Advantageous Effects of the Invention
[0032] The flame-retardant bedding product according to the present
invention is a comfortable and highly flame-resistant bedding
product that retains the softness and the comfortableness inherent
to the raw filling material sufficiently and also the superior
texture and touch feeling inherent to the raw fiber material for
flame-shielding fabric, comprising a filling material and a
flame-shielding fabric enclosing the same of a fiber containing 5
to 60 wt % of a halogen-containing fiber (A), 5 to 60 wt % of a
flame-resistant cellulosic fiber (B), 0 to 75 wt % of a cellulosic
fiber (C), and 0 to 50 wt % of a polyester fiber (D).
BEST MODE OF CARRYING OUT THE INVENTION
[0033] As described above, the flame-retardant bedding product
according to the present invention is a flame-retardant bedding
product in which a filling material is enclosed with a
flame-shielding fabric.
[0034] Examples of the flame-retardant bedding product according to
the present invention include, but are not limited to, pillow,
cushion, futon, head board cushion for use on bed head board,
mattress pad, and comforter.
[0035] Examples of the filling materials for use in the present
invention include cotton, polyester fiber, feather, and the like.

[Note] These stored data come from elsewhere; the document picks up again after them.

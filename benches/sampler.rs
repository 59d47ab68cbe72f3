//! Benchmarks for the change-point sampler and its building blocks.

use chrono::{Duration, NaiveDate};
use criterion::{black_box, criterion_group, criterion_main, BenchmarkId, Criterion};
use regime_shift::changepoint::{
    best_single_split, detect_change_point, sample, AnalysisConfig, CancellationToken,
    ChangePointModel, CostFunction, LogPosterior, Priors, RegimeParameters, SamplerConfig,
};
use regime_shift::core::PriceSeries;

fn generate_prices(n: usize) -> PriceSeries {
    let base = NaiveDate::from_ymd_opt(2020, 1, 1).unwrap();
    let dates: Vec<_> = (0..n).map(|i| base + Duration::days(i as i64)).collect();
    let prices: Vec<f64> = (0..n)
        .map(|i| {
            let level = if i < n / 2 { 100.0 } else { 130.0 };
            level + 2.0 * (i as f64 * 0.7).sin()
        })
        .collect();
    PriceSeries::from_parts(&dates, &prices).unwrap()
}

fn bench_log_density(c: &mut Criterion) {
    let mut group = c.benchmark_group("log_density");

    for size in [64, 512, 4096].iter() {
        let returns = generate_prices(*size).log_returns().unwrap();
        let posterior = LogPosterior::new(&returns, &Priors::default()).unwrap();
        let point = ChangePointModel {
            tau: returns.len() / 2,
            regime_before: RegimeParameters { mu: 0.0, sigma: 0.02 },
            regime_after: RegimeParameters { mu: 0.001, sigma: 0.03 },
        };

        group.bench_with_input(BenchmarkId::from_parameter(size), size, |b, _| {
            b.iter(|| posterior.log_density(black_box(&point)))
        });
    }

    group.finish();
}

fn bench_sampling(c: &mut Criterion) {
    let mut group = c.benchmark_group("sample");
    group.sample_size(10);

    for size in [64, 256, 1024].iter() {
        let returns = generate_prices(*size).log_returns().unwrap();
        let config = SamplerConfig::default().draws(500).tune(250).with_seed(1);
        let cancel = CancellationToken::new();

        group.bench_with_input(BenchmarkId::from_parameter(size), size, |b, _| {
            b.iter(|| sample(black_box(&returns), &Priors::default(), &config, &cancel))
        });
    }

    group.finish();
}

fn bench_reference_split(c: &mut Criterion) {
    let mut group = c.benchmark_group("best_single_split");

    for size in [256, 4096].iter() {
        let returns = generate_prices(*size).log_returns().unwrap();

        group.bench_with_input(BenchmarkId::from_parameter(size), size, |b, _| {
            b.iter(|| best_single_split(black_box(returns.values()), CostFunction::MeanVariance, 2))
        });
    }

    group.finish();
}

fn bench_end_to_end(c: &mut Criterion) {
    let prices = generate_prices(250);
    let config = AnalysisConfig::default()
        .sampler(SamplerConfig::default().draws(1000).tune(500).with_seed(7));

    let mut group = c.benchmark_group("detect_change_point");
    group.sample_size(10);
    group.bench_function("250_prices", |b| {
        b.iter(|| detect_change_point(black_box(&prices), &config))
    });
    group.finish();
}

criterion_group!(
    benches,
    bench_log_density,
    bench_sampling,
    bench_reference_split,
    bench_end_to_end
);
criterion_main!(benches);
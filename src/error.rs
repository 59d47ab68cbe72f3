//! Error types for the regime-shift engine.

use std::fmt;

use thiserror::Error;

use crate::changepoint::diagnostics::ConvergenceWarning;

/// Result type alias for change-point operations.
pub type Result<T> = std::result::Result<T, ChangepointError>;

/// Pipeline stage in which a numerical failure occurred.
#[derive(Debug, Clone, Copy, PartialEq, Eq)]
pub enum Stage {
    Preprocess,
    Initialization,
    Sampling,
    Summary,
}

impl fmt::Display for Stage {
    fn fmt(&self, f: &mut fmt::Formatter<'_>) -> fmt::Result {
        let name = match self {
            Stage::Preprocess => "preprocess",
            Stage::Initialization => "initialization",
            Stage::Sampling => "sampling",
            Stage::Summary => "summary",
        };
        f.write_str(name)
    }
}

/// Errors that can occur while detecting a change point.
#[derive(Error, Debug, Clone, PartialEq)]
pub enum ChangepointError {
    /// Non-positive price, unparseable date or missing column.
    #[error("invalid input: {0}")]
    InvalidInput(String),

    /// Too few observations to admit a change point.
    #[error("insufficient data: need at least {needed}, got {got}")]
    InsufficientData { needed: usize, got: usize },

    /// The posterior summary is undefined (e.g. zero baseline volatility).
    #[error("degenerate result: {0}")]
    DegenerateResult(String),

    /// Non-finite value produced while evaluating the model.
    #[error("numerical failure during {stage} ({parameter}): {detail}")]
    Numerical {
        stage: Stage,
        parameter: String,
        detail: String,
    },

    /// A caller-supplied cancellation signal stopped a chain.
    #[error("chain {chain} cancelled at iteration {iteration}")]
    Cancelled { chain: usize, iteration: usize },

    /// Strict convergence policy rejected the run.
    #[error("sampler did not converge ({} warning(s))", .0.len())]
    NotConverged(Vec<ConvergenceWarning>),

    /// Invalid sampler or analysis configuration.
    #[error("invalid configuration: {0}")]
    InvalidConfig(String),
}

impl ChangepointError {
    pub(crate) fn numerical(stage: Stage, parameter: &str, detail: impl Into<String>) -> Self {
        ChangepointError::Numerical {
            stage,
            parameter: parameter.to_string(),
            detail: detail.into(),
        }
    }
}

#[cfg(test)]
mod tests {
    use super::*;
    use crate::changepoint::model::Parameter;

    #[test]
    fn error_messages_are_descriptive() {
        let err = ChangepointError::InsufficientData { needed: 2, got: 1 };
        assert_eq!(err.to_string(), "insufficient data: need at least 2, got 1");

        let err = ChangepointError::InvalidInput("price must be positive".to_string());
        assert_eq!(err.to_string(), "invalid input: price must be positive");

        let err = ChangepointError::numerical(Stage::Sampling, "sigma1", "log density is NaN");
        assert_eq!(
            err.to_string(),
            "numerical failure during sampling (sigma1): log density is NaN"
        );

        let err = ChangepointError::Cancelled {
            chain: 1,
            iteration: 42,
        };
        assert_eq!(err.to_string(), "chain 1 cancelled at iteration 42");
    }

    #[test]
    fn not_converged_counts_warnings() {
        let err = ChangepointError::NotConverged(vec![ConvergenceWarning::LowAcceptance {
            parameter: Parameter::Mu1,
            rate: 0.01,
        }]);
        assert_eq!(err.to_string(), "sampler did not converge (1 warning(s))");
    }

    #[test]
    fn errors_are_clonable_and_comparable() {
        let err1 = ChangepointError::DegenerateResult("zero volatility".to_string());
        let err2 = err1.clone();
        assert_eq!(err1, err2);
    }
}
//! Price and log-return series.

use chrono::NaiveDate;
use serde::{Deserialize, Serialize};

use crate::error::{ChangepointError, Result, Stage};

/// Minimum number of log-returns that admits a change point.
pub const MIN_LOG_RETURNS: usize = 2;

/// A single dated price observation.
#[derive(Debug, Clone, Copy, PartialEq, Serialize, Deserialize)]
pub struct PricePoint {
    pub date: NaiveDate,
    pub price: f64,
}

impl PricePoint {
    pub fn new(date: NaiveDate, price: f64) -> Self {
        Self { date, price }
    }
}

/// A price series with unique, strictly ascending dates and positive prices.
#[derive(Debug, Clone, PartialEq)]
pub struct PriceSeries {
    points: Vec<PricePoint>,
}

impl PriceSeries {
    /// Normalize raw observations into a series.
    ///
    /// Rows are stably sorted by date; when a date repeats the last row wins.
    /// Fails with `InvalidInput` if any price is non-finite or not positive.
    pub fn new(mut points: Vec<PricePoint>) -> Result<Self> {
        if let Some(bad) = points.iter().find(|p| !(p.price.is_finite() && p.price > 0.0)) {
            return Err(ChangepointError::InvalidInput(format!(
                "price must be positive, got {} on {}",
                bad.price, bad.date
            )));
        }

        points.sort_by_key(|p| p.date);

        let mut deduped: Vec<PricePoint> = Vec::with_capacity(points.len());
        for point in points {
            match deduped.last_mut() {
                Some(last) if last.date == point.date => *last = point,
                _ => deduped.push(point),
            }
        }

        Ok(Self { points: deduped })
    }

    /// Build a series from parallel date and price slices.
    pub fn from_parts(dates: &[NaiveDate], prices: &[f64]) -> Result<Self> {
        if dates.len() != prices.len() {
            return Err(ChangepointError::InvalidInput(format!(
                "dates and prices differ in length: {} vs {}",
                dates.len(),
                prices.len()
            )));
        }
        Self::new(
            dates
                .iter()
                .zip(prices)
                .map(|(&date, &price)| PricePoint::new(date, price))
                .collect(),
        )
    }

    pub fn len(&self) -> usize {
        self.points.len()
    }

    pub fn is_empty(&self) -> bool {
        self.points.is_empty()
    }

    pub fn points(&self) -> &[PricePoint] {
        &self.points
    }

    pub fn get(&self, index: usize) -> Option<&PricePoint> {
        self.points.get(index)
    }

    pub fn dates(&self) -> Vec<NaiveDate> {
        self.points.iter().map(|p| p.date).collect()
    }

    pub fn prices(&self) -> Vec<f64> {
        self.points.iter().map(|p| p.price).collect()
    }

    /// Simple returns `p[i] / p[i-1] - 1`, aligned to the price dates.
    ///
    /// The first entry is NaN.
    pub fn simple_returns(&self) -> Vec<f64> {
        std::iter::once(f64::NAN)
            .chain(self.points.windows(2).map(|w| w[1].price / w[0].price - 1.0))
            .take(self.points.len())
            .collect()
    }

    /// First difference of `ln(price)`, dropping the undefined leading element.
    ///
    /// Fails with `InsufficientData` when fewer than two returns remain.
    pub fn log_returns(&self) -> Result<LogReturnSeries> {
        let got = self.points.len().saturating_sub(1);
        if got < MIN_LOG_RETURNS {
            return Err(ChangepointError::InsufficientData {
                needed: MIN_LOG_RETURNS,
                got,
            });
        }

        let mut dates = Vec::with_capacity(got);
        let mut values = Vec::with_capacity(got);
        for w in self.points.windows(2) {
            let r = w[1].price.ln() - w[0].price.ln();
            if !r.is_finite() {
                return Err(ChangepointError::numerical(
                    Stage::Preprocess,
                    "log_return",
                    format!("non-finite log-return on {}", w[1].date),
                ));
            }
            dates.push(w[1].date);
            values.push(r);
        }

        Ok(LogReturnSeries { dates, values })
    }
}

/// Log-returns dated by the later of the two prices they span.
#[derive(Debug, Clone, PartialEq)]
pub struct LogReturnSeries {
    dates: Vec<NaiveDate>,
    values: Vec<f64>,
}

impl LogReturnSeries {
    /// Number of observations (`n_obs`).
    pub fn len(&self) -> usize {
        self.values.len()
    }

    pub fn is_empty(&self) -> bool {
        self.values.is_empty()
    }

    pub fn values(&self) -> &[f64] {
        &self.values
    }

    pub fn dates(&self) -> &[NaiveDate] {
        &self.dates
    }

    /// Inclusive range of admissible change-point indices, `[1, n_obs - 1]`.
    pub fn tau_bounds(&self) -> (usize, usize) {
        (1, self.values.len().saturating_sub(1))
    }
}

/// Map a log-return index to the index of the price that closes it.
///
/// Return `i` spans prices `i` and `i + 1`, so the first "after" return at
/// `tau` is realised on price index `tau + 1`.
pub fn return_to_price_index(tau: usize) -> usize {
    tau + 1
}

The filling material is preferably a cellulosic or polyester fiber,
from the points of softness and hygroscopicity, and these fibers
may be used as mixed. In particular for improvement of the bedding
product in design, product strength, washing resistance,
durability, and others, use of a common polyester fiber containing
no flame retardant or other additives or a bulky polyester fiber is
desirable.
[0036] Alternatively, feather may be used as the filling material,
and there are many kinds of feathers, for example, feather with
quill and feather (down) without quill, but the feather is not
particularly limited, if it is used generally for bedding products.
Examples of the birds from which the feather is collected generally
include, but are not limited to, kites and ducks in Anseriformes
species. Use of the feather as a filling material increases the air
content per unit mass, making the bedding product warmer and
lighter. Bedding products containing a filling material of feather
are characterized in that (1) they are superior in
water-absorbing/releasing property and thus comfortable, (2) they
fit to the body because the feather does not entangle with each
other, (3) they are superior in elastic recovery and softness, and
(4) they are superior in water-releasing property and thus easier
in handling. In particular, use of a feather containing no flame
retardant or other additives is more preferable.
[0037] Normally, bedding products containing such a filling
material are extremely inflammable, but it is possible to prevent
spread of fire to the internal filling material when a bedding
product is exposed to flame, by enclosing the filling material with
the flame-shielding fabric described below in detail.
[0038] The flame-shielding fabric for use in the present invention
is made of a fiber containing a halogen-containing fiber (A) and a
flame-resistant cellulosic fiber (B) as essential components and as
needed a cellulosic fiber (C) and a polyester fiber (D), and the
flame-shielding fabric containing at least two kinds of fibers is
prepared, for example, by fiber mixing, mixed spinning, mixed
weaving, or lamination of fabrics, but the method is not limited
thereto.
[0039] The term flame-shielding indicates that the fiber in the
configuration described above carbonizes while preserving the shape
of the fiber when exposed to flame, and thus, shields the flame and
prevents fire from spreading to the rear side. Specifically, it is
possible to prevent firing of the filling material during fire and
minimize the damage, by using a flame-shielding fabric between the
surface fabric and internal filling material of a bedding product
or by using a flame-shielding fabric as the surface fabric.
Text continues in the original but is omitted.